PROBLEM REQUIREMENTS => Examine each line of the data, and copy the ones containing "committer".

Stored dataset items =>

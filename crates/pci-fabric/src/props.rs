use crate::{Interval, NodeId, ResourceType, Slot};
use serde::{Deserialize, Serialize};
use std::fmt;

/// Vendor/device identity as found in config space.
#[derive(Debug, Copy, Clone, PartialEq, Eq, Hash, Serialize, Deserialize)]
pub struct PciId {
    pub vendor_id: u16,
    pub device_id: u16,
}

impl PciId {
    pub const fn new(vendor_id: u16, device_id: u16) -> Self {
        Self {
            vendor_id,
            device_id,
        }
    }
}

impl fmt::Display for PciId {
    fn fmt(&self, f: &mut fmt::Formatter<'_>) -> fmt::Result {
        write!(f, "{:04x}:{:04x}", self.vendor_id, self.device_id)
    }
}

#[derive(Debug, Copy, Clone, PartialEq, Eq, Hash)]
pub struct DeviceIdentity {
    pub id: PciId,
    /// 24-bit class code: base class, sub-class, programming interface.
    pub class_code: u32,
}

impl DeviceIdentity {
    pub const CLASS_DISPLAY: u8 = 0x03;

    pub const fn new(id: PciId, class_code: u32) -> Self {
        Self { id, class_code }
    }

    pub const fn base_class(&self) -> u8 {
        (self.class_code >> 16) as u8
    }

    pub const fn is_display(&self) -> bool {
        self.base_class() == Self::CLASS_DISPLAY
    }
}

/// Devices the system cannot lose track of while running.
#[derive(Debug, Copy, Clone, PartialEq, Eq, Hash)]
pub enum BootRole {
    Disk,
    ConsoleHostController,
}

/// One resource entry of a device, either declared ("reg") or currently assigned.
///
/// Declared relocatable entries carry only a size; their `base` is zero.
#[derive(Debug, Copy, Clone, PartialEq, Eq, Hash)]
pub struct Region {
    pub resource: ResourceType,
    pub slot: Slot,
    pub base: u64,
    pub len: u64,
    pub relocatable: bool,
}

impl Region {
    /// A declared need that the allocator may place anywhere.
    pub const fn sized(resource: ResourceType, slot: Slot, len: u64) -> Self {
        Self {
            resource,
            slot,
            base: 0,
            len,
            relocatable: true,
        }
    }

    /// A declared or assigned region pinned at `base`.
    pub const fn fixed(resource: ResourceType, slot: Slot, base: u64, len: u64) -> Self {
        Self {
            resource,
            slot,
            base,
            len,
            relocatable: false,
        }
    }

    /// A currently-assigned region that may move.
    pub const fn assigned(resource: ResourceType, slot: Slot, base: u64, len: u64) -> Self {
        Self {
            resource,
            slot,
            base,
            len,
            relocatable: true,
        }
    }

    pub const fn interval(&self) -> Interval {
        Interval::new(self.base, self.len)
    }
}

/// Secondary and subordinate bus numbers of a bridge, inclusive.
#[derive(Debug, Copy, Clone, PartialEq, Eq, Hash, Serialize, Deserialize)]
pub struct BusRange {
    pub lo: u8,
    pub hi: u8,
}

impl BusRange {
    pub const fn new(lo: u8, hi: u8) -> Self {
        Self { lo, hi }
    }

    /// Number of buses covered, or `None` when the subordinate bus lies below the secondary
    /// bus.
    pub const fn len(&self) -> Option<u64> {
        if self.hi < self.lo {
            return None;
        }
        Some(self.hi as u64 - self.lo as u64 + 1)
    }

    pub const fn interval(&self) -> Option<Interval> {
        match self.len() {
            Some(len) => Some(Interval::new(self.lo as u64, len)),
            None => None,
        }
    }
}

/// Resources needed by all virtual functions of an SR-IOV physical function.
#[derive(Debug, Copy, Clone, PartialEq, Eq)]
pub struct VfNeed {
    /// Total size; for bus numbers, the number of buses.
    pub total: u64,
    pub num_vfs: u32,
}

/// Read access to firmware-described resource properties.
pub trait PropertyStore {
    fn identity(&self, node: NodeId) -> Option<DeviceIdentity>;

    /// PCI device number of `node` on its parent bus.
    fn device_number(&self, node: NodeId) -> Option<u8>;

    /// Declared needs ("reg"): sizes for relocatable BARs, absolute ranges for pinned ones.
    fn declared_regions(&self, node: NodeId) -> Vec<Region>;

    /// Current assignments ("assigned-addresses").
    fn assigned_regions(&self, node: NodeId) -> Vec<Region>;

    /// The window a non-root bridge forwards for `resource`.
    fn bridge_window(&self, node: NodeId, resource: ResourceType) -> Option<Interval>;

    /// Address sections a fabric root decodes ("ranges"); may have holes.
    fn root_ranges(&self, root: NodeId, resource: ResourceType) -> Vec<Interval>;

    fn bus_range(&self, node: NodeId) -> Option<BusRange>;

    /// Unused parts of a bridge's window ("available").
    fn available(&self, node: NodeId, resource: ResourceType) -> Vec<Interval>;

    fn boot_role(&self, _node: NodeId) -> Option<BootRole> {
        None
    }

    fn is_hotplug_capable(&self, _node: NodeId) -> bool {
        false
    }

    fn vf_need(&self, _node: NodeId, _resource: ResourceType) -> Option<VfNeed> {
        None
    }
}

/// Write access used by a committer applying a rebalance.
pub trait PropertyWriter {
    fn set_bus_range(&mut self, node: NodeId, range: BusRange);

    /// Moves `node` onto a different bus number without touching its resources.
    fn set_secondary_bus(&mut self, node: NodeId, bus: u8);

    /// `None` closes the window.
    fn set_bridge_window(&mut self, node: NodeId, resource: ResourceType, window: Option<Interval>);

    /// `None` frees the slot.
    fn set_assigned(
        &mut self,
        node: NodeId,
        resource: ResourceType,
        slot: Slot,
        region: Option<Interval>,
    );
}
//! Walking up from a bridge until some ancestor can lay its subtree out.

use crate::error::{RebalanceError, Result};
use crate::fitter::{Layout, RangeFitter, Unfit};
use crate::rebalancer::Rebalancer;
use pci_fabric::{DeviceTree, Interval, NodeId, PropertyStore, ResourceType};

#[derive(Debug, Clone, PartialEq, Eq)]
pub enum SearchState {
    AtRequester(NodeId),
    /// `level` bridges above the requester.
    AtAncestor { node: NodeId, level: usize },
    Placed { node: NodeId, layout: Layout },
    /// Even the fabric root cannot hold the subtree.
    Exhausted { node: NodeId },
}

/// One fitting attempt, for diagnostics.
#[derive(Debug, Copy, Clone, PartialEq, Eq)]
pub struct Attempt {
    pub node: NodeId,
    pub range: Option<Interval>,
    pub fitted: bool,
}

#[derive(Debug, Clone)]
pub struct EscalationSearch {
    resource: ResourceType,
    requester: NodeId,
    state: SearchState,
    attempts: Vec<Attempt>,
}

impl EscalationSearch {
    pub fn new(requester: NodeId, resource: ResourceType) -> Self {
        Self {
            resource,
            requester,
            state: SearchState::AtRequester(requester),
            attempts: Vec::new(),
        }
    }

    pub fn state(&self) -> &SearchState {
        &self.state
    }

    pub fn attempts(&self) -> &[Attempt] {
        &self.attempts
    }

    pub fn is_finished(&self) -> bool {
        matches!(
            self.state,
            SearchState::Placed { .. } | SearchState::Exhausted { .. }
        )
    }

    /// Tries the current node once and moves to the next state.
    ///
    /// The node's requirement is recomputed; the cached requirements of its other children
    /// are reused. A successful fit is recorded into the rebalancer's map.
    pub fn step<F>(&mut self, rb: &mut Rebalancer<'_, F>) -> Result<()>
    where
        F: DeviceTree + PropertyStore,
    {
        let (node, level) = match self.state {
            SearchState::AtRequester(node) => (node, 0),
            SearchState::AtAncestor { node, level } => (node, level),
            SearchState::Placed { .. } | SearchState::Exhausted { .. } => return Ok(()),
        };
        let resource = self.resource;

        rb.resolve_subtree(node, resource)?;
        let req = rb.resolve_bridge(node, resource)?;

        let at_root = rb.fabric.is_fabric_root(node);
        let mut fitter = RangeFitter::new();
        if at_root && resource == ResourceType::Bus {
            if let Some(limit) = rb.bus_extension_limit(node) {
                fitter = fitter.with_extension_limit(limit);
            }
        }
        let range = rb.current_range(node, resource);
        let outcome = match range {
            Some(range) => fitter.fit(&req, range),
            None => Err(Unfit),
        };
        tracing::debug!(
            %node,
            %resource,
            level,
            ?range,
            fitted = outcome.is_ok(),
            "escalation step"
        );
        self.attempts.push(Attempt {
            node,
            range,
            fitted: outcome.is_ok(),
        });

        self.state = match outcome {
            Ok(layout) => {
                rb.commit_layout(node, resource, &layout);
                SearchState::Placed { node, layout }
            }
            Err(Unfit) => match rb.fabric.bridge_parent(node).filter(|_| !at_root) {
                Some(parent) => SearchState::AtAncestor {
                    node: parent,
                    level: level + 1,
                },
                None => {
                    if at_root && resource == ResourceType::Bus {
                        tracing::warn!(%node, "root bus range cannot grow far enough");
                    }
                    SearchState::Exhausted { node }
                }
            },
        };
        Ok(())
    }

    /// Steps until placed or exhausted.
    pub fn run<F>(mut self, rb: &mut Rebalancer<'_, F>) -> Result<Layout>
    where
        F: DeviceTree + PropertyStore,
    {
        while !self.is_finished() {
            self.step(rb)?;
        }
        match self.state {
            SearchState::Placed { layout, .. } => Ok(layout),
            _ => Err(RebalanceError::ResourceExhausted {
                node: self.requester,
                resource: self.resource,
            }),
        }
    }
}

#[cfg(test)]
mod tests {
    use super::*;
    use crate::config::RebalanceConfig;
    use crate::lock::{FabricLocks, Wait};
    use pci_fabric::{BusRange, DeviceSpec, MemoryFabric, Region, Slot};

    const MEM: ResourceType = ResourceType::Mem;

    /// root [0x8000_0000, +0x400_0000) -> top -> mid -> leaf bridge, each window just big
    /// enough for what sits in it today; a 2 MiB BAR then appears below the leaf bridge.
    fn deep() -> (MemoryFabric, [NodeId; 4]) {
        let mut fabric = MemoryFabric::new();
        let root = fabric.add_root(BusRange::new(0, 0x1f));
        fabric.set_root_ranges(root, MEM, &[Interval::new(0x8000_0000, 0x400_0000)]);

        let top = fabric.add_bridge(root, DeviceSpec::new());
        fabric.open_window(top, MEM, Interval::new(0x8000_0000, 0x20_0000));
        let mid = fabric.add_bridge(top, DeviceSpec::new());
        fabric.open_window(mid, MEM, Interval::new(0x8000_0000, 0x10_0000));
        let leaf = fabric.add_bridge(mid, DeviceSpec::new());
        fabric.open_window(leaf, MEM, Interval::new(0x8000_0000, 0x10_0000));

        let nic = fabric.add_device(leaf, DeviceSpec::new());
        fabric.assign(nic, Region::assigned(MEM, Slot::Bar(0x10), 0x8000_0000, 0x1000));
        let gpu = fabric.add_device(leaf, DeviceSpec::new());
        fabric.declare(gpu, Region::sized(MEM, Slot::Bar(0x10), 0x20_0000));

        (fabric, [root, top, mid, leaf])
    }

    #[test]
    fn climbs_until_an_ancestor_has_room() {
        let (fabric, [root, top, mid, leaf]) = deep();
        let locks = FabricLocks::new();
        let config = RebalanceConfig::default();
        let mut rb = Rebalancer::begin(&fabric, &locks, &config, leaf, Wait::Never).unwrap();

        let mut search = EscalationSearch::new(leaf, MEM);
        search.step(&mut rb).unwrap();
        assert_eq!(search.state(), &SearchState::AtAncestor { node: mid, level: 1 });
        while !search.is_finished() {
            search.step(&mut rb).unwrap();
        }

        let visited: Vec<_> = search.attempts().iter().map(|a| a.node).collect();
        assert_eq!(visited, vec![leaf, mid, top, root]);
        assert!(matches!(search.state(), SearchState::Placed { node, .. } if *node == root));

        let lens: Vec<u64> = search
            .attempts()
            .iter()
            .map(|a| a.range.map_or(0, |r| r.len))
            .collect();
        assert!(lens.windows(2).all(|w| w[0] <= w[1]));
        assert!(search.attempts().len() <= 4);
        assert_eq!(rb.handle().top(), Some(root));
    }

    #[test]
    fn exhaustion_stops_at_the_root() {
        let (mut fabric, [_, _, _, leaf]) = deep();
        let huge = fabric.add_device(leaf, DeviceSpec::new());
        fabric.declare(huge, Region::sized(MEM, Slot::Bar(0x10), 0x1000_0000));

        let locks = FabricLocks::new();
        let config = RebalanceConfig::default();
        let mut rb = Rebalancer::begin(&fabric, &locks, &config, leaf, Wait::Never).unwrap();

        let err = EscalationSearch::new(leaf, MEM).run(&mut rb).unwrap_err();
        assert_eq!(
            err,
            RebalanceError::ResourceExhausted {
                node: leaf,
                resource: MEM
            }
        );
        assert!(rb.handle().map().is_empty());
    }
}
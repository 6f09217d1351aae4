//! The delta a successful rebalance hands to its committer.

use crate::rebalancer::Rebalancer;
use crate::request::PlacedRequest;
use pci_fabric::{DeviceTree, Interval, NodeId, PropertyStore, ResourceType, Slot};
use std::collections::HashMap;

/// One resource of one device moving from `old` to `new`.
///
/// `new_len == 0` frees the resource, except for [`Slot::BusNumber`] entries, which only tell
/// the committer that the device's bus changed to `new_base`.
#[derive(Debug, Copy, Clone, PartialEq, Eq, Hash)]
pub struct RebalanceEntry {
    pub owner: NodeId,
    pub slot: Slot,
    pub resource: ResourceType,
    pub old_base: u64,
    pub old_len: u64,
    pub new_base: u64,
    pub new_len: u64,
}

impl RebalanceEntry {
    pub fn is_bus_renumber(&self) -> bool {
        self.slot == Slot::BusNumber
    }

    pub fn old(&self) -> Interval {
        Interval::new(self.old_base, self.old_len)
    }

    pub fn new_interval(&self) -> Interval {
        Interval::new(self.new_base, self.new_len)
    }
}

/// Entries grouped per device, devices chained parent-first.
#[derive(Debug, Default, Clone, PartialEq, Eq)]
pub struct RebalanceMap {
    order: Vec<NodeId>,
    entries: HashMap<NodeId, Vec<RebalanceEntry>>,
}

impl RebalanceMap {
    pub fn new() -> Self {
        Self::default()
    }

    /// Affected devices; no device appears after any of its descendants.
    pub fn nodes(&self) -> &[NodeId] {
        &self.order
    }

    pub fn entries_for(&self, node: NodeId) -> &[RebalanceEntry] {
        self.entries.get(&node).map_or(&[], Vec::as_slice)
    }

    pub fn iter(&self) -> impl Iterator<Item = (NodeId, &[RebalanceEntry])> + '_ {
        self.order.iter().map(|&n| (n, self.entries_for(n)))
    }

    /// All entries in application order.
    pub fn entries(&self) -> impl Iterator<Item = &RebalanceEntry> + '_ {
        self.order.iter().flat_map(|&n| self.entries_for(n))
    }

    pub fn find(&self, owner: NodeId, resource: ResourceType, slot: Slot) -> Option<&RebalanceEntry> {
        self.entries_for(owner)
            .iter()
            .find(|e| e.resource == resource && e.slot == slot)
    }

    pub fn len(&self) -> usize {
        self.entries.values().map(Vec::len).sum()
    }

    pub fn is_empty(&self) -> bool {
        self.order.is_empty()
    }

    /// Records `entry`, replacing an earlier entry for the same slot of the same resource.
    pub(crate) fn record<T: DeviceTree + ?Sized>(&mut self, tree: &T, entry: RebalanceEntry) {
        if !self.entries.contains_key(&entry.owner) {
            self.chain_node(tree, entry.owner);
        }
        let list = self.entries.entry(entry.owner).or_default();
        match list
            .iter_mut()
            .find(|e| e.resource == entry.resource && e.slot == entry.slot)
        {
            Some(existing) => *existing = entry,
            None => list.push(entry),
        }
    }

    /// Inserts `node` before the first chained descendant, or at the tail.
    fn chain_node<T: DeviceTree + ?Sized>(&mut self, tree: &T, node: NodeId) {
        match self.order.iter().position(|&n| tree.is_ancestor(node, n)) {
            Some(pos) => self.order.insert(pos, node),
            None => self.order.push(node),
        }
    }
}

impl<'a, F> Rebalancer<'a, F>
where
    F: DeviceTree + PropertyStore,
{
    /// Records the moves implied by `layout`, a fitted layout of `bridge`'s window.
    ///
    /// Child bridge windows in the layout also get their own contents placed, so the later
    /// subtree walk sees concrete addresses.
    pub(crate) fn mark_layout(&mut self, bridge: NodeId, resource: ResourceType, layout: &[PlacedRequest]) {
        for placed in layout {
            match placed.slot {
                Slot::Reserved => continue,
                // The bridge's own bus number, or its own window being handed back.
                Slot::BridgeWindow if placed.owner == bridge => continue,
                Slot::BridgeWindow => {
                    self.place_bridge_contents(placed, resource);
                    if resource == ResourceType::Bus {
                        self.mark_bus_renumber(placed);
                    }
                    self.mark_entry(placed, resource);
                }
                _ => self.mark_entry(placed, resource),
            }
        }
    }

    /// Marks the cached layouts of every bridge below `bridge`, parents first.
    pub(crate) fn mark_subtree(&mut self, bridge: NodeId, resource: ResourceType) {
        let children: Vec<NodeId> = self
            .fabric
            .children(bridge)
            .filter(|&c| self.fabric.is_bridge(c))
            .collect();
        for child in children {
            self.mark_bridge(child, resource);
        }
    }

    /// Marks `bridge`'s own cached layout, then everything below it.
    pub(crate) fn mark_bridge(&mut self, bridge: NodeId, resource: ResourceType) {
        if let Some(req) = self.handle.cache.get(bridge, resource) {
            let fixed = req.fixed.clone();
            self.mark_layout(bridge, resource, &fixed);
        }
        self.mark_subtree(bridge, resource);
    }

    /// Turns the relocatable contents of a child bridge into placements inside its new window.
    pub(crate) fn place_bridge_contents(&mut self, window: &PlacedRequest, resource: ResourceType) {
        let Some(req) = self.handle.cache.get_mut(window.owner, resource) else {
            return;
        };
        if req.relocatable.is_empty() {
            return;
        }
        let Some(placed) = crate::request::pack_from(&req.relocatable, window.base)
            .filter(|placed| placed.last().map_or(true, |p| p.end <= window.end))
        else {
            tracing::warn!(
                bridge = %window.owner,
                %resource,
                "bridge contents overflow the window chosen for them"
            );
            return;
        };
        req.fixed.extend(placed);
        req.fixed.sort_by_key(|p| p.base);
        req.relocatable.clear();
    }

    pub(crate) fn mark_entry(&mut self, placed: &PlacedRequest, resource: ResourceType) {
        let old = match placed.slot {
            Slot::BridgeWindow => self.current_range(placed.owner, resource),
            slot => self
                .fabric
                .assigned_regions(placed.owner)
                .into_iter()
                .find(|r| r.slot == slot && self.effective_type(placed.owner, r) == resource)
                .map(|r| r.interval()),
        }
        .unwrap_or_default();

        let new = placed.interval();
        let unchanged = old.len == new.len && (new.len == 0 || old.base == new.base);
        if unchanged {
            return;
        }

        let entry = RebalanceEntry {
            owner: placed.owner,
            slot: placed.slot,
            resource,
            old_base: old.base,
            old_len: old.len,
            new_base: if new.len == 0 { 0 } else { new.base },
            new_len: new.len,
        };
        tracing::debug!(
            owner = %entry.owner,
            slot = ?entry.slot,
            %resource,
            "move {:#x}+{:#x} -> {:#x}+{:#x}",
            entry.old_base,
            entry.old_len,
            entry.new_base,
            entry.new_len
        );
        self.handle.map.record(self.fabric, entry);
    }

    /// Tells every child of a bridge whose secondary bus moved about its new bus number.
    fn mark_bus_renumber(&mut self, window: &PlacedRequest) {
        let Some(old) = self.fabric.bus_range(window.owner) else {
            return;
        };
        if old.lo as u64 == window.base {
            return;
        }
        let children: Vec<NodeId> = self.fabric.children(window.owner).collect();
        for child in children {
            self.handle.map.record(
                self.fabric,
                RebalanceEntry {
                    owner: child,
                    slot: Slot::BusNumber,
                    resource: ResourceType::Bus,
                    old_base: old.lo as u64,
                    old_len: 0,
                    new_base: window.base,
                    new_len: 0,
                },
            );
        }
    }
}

RESPONSE =>
/// Write access used by a committer applying a rebalance.
//! The delta a successful rebalance hands to its committer.
/// the committer that the device's bus changed to `new_base`.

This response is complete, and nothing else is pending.